=== The problem ===
State how many lines in the listing below hold the string "display"; nothing else is wanted.

=== Input ===
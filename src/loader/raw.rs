use std::path::Path;

use image::RgbImage;

use super::{guard_decoder, DecodeLimits, FormatKind};
use crate::errors::DecodeError;
use crate::traits::FormatDecoder;

/// Camera RAW files (NEF, CR2, ARW, DNG).
///
/// The sensor data is read by rawloader and pushed through imagepipe's
/// demosaic and color pipeline at full resolution.
#[derive(Debug, Clone, Copy, Default)]
pub struct RawSensorDecoder;

impl FormatDecoder for RawSensorDecoder {
    fn kind(&self) -> FormatKind {
        FormatKind::RawSensor
    }

    fn decode(&self, path: &Path, limits: &DecodeLimits) -> Result<RgbImage, DecodeError> {
        if !path.exists() {
            return Err(DecodeError::Io {
                path: path.to_path_buf(),
                source: std::io::Error::new(std::io::ErrorKind::NotFound, "file not found"),
            });
        }

        // 0x0 keeps the sensor resolution
        let decoded = guard_decoder(path, FormatKind::RawSensor, || {
            imagepipe::simple_decode_8bit(path, 0, 0).map_err(|message| DecodeError::Corrupt {
                path: path.to_path_buf(),
                kind: FormatKind::RawSensor,
                source: message.into(),
            })
        })?;

        rgb_from_srgb(path, decoded.width, decoded.height, decoded.data, limits)
    }
}

/// Wrap an interleaved 8-bit sRGB array as an image buffer.
pub fn rgb_from_srgb(
    path: &Path,
    width: usize,
    height: usize,
    data: Vec<u8>,
    limits: &DecodeLimits,
) -> Result<RgbImage, DecodeError> {
    let corrupt = |message: String| DecodeError::Corrupt {
        path: path.to_path_buf(),
        kind: FormatKind::RawSensor,
        source: message.into(),
    };

    let width = u32::try_from(width).map_err(|_| corrupt(format!("width {width} out of range")))?;
    let height =
        u32::try_from(height).map_err(|_| corrupt(format!("height {height} out of range")))?;
    limits.check(path, width, height)?;

    RgbImage::from_raw(width, height, data)
        .ok_or_else(|| corrupt(format!("pixel data does not fill {width}x{height}")))
}
use std::path::Path;

use crate::{
    errors::{BatchCaptionError, Result},
    loader::ImageAsset,
    traits::CaptionEngine,
};
use image::{imageops, imageops::FilterType, RgbImage};
use ndarray::prelude::*;
use nshare::AsNdarray3;
use ort::value::TensorRef;
use ort::{
    execution_providers::{CUDAExecutionProvider, TensorRTExecutionProvider},
    session::{builder::SessionBuilder, Session},
};
use parking_lot::Mutex;
use tokenizers::Tokenizer;

pub const VISION_ENCODER_FILE: &str = "vision_encoder.onnx";
pub const TEXT_DECODER_FILE: &str = "text_decoder.onnx";
pub const TOKENIZER_FILE: &str = "tokenizer.json";

pub const DEFAULT_IMAGE_SIZE: u32 = 384;
pub const DEFAULT_MAX_NEW_TOKENS: usize = 100;

const IMAGE_MEAN: [f32; 3] = [0.481_454_66, 0.457_827_5, 0.408_210_73];
const IMAGE_STD: [f32; 3] = [0.268_629_54, 0.261_302_58, 0.275_777_11];

const BOS_CANDIDATES: &[&str] = &["[DEC]", "[CLS]", "<s>", "[BOS]"];
const EOS_CANDIDATES: &[&str] = &["[SEP]", "</s>", "[EOS]"];

struct Sessions {
    encoder: Session,
    decoder: Session,
}

/// Image captioning with an exported vision encoder / text decoder pair.
///
/// Decoding is greedy and re-runs the decoder over the whole prefix at every
/// step, so the decoder export needs no KV cache inputs.
pub struct CaptionModel {
    pub image_size: u32,
    max_new_tokens: usize,
    bos_token_id: u32,
    eos_token_id: u32,
    tokenizer: Tokenizer,
    sessions: Mutex<Option<Sessions>>,
}

impl CaptionModel {
    pub fn new(model_dir: &Path, device_id: i32, max_new_tokens: usize) -> Result<Self> {
        log::info!(
            "Requesting TensorRT/CUDA execution on device {device_id} (CPU fallback enabled)"
        );
        let encoder = build_session(&model_dir.join(VISION_ENCODER_FILE), device_id)?;
        let decoder = build_session(&model_dir.join(TEXT_DECODER_FILE), device_id)?;

        let tokenizer_path = model_dir.join(TOKENIZER_FILE);
        let tokenizer = Tokenizer::from_file(&tokenizer_path).map_err(|e| {
            BatchCaptionError::engine(
                format!("tokenizer load: {}", tokenizer_path.display()),
                e,
            )
        })?;
        let bos_token_id = find_token(&tokenizer, BOS_CANDIDATES)?;
        let eos_token_id = find_token(&tokenizer, EOS_CANDIDATES)?;

        let image_size = encoder
            .inputs
            .first()
            .and_then(|input| input.input_type.tensor_shape())
            .and_then(|shape| shape.get(2).copied())
            .and_then(|side| u32::try_from(side).ok())
            .filter(|&side| side > 0)
            .unwrap_or(DEFAULT_IMAGE_SIZE);
        log::debug!("Caption model input size: {image_size}x{image_size}");

        Ok(Self {
            image_size,
            max_new_tokens,
            bos_token_id,
            eos_token_id,
            tokenizer,
            sessions: Mutex::new(Some(Sessions { encoder, decoder })),
        })
    }

    fn encode(sessions: &mut Sessions, pixel_values: ArrayView4<f32>) -> Result<Array3<f32>> {
        let outputs = sessions.encoder.run(ort::inputs![
            "pixel_values" => TensorRef::from_array_view(&pixel_values.as_standard_layout())?
        ])?;
        Ok(outputs["last_hidden_state"]
            .try_extract_array::<f32>()?
            .into_dimensionality::<Ix3>()?
            .to_owned())
    }

    fn next_token(
        sessions: &mut Sessions,
        tokens: &[i64],
        hidden: &Array3<f32>,
    ) -> Result<u32> {
        let input_ids = Array2::from_shape_vec((1, tokens.len()), tokens.to_vec())?;
        let attention_mask = Array2::<i64>::ones((1, tokens.len()));
        let outputs = sessions.decoder.run(ort::inputs![
            "input_ids" => TensorRef::from_array_view(&input_ids)?,
            "attention_mask" => TensorRef::from_array_view(&attention_mask)?,
            "encoder_hidden_states" => TensorRef::from_array_view(hidden)?
        ])?;
        let logits = outputs["logits"]
            .try_extract_array::<f32>()?
            .into_dimensionality::<Ix3>()?;

        let last = logits.slice(s![0, -1, ..]);
        argmax(last).ok_or_else(|| BatchCaptionError::engine("token selection", "empty logits"))
    }

    fn generate(&self, pixel_values: ArrayView4<f32>) -> Result<Vec<u32>> {
        let mut guard = self.sessions.lock();
        let sessions = guard.as_mut().ok_or_else(|| {
            BatchCaptionError::engine("caption generation", "model resources already released")
        })?;

        let hidden = Self::encode(sessions, pixel_values)?;
        let mut tokens = vec![i64::from(self.bos_token_id)];
        let mut generated = Vec::with_capacity(self.max_new_tokens);

        for _ in 0..self.max_new_tokens {
            let token = Self::next_token(sessions, &tokens, &hidden)?;
            if token == self.eos_token_id {
                break;
            }
            generated.push(token);
            tokens.push(i64::from(token));
        }

        Ok(generated)
    }
}

impl CaptionEngine for CaptionModel {
    fn caption(&self, asset: &ImageAsset) -> Result<String> {
        let tensor = preprocess(&asset.pixels, self.image_size);
        let generated = self.generate(tensor.view())?;
        let text = self
            .tokenizer
            .decode(&generated, true)
            .map_err(|e| BatchCaptionError::engine("token decoding", e))?;
        Ok(text.trim().to_string())
    }

    fn release(&mut self) -> Result<()> {
        if self.sessions.get_mut().take().is_some() {
            log::info!("Released caption model sessions");
        }
        Ok(())
    }
}

fn build_session(model_path: &Path, device_id: i32) -> Result<Session> {
    SessionBuilder::new()
        .map_err(|e| BatchCaptionError::engine("session builder init", e))?
        .with_execution_providers([
            TensorRTExecutionProvider::default()
                .with_device_id(device_id)
                .build(),
            CUDAExecutionProvider::default()
                .with_device_id(device_id)
                .build(),
        ])
        .map_err(|e| BatchCaptionError::engine("execution provider setup", e))?
        .with_memory_pattern(true)
        .map_err(|e| BatchCaptionError::engine("memory pattern setup", e))?
        .commit_from_file(model_path)
        .map_err(|e| {
            BatchCaptionError::engine(format!("model load: {}", model_path.display()), e)
        })
}

fn find_token(tokenizer: &Tokenizer, candidates: &[&str]) -> Result<u32> {
    candidates
        .iter()
        .find_map(|token| tokenizer.token_to_id(token))
        .ok_or_else(|| BatchCaptionError::Configuration {
            message: format!("tokenizer defines none of {candidates:?}"),
        })
}

fn argmax(values: ArrayView1<f32>) -> Option<u32> {
    values
        .iter()
        .enumerate()
        .max_by(|a, b| a.1.total_cmp(b.1))
        .and_then(|(index, _)| u32::try_from(index).ok())
}

/// Resize to the model's square input and normalize into a `[1, 3, S, S]` tensor.
pub fn preprocess(image: &RgbImage, image_size: u32) -> Array4<f32> {
    let image = imageops::resize(image, image_size, image_size, FilterType::CatmullRom);
    let mut tensor = image
        .as_ndarray3()
        .slice_move(s![NewAxis, .., .., ..])
        .mapv(|v| f32::from(v) / 255.0);

    for (channel, (mean, std)) in IMAGE_MEAN.iter().zip(IMAGE_STD).enumerate() {
        tensor
            .slice_mut(s![0, channel, .., ..])
            .mapv_inplace(|v| (v - mean) / std);
    }

    tensor
}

=== Expected answer ===
2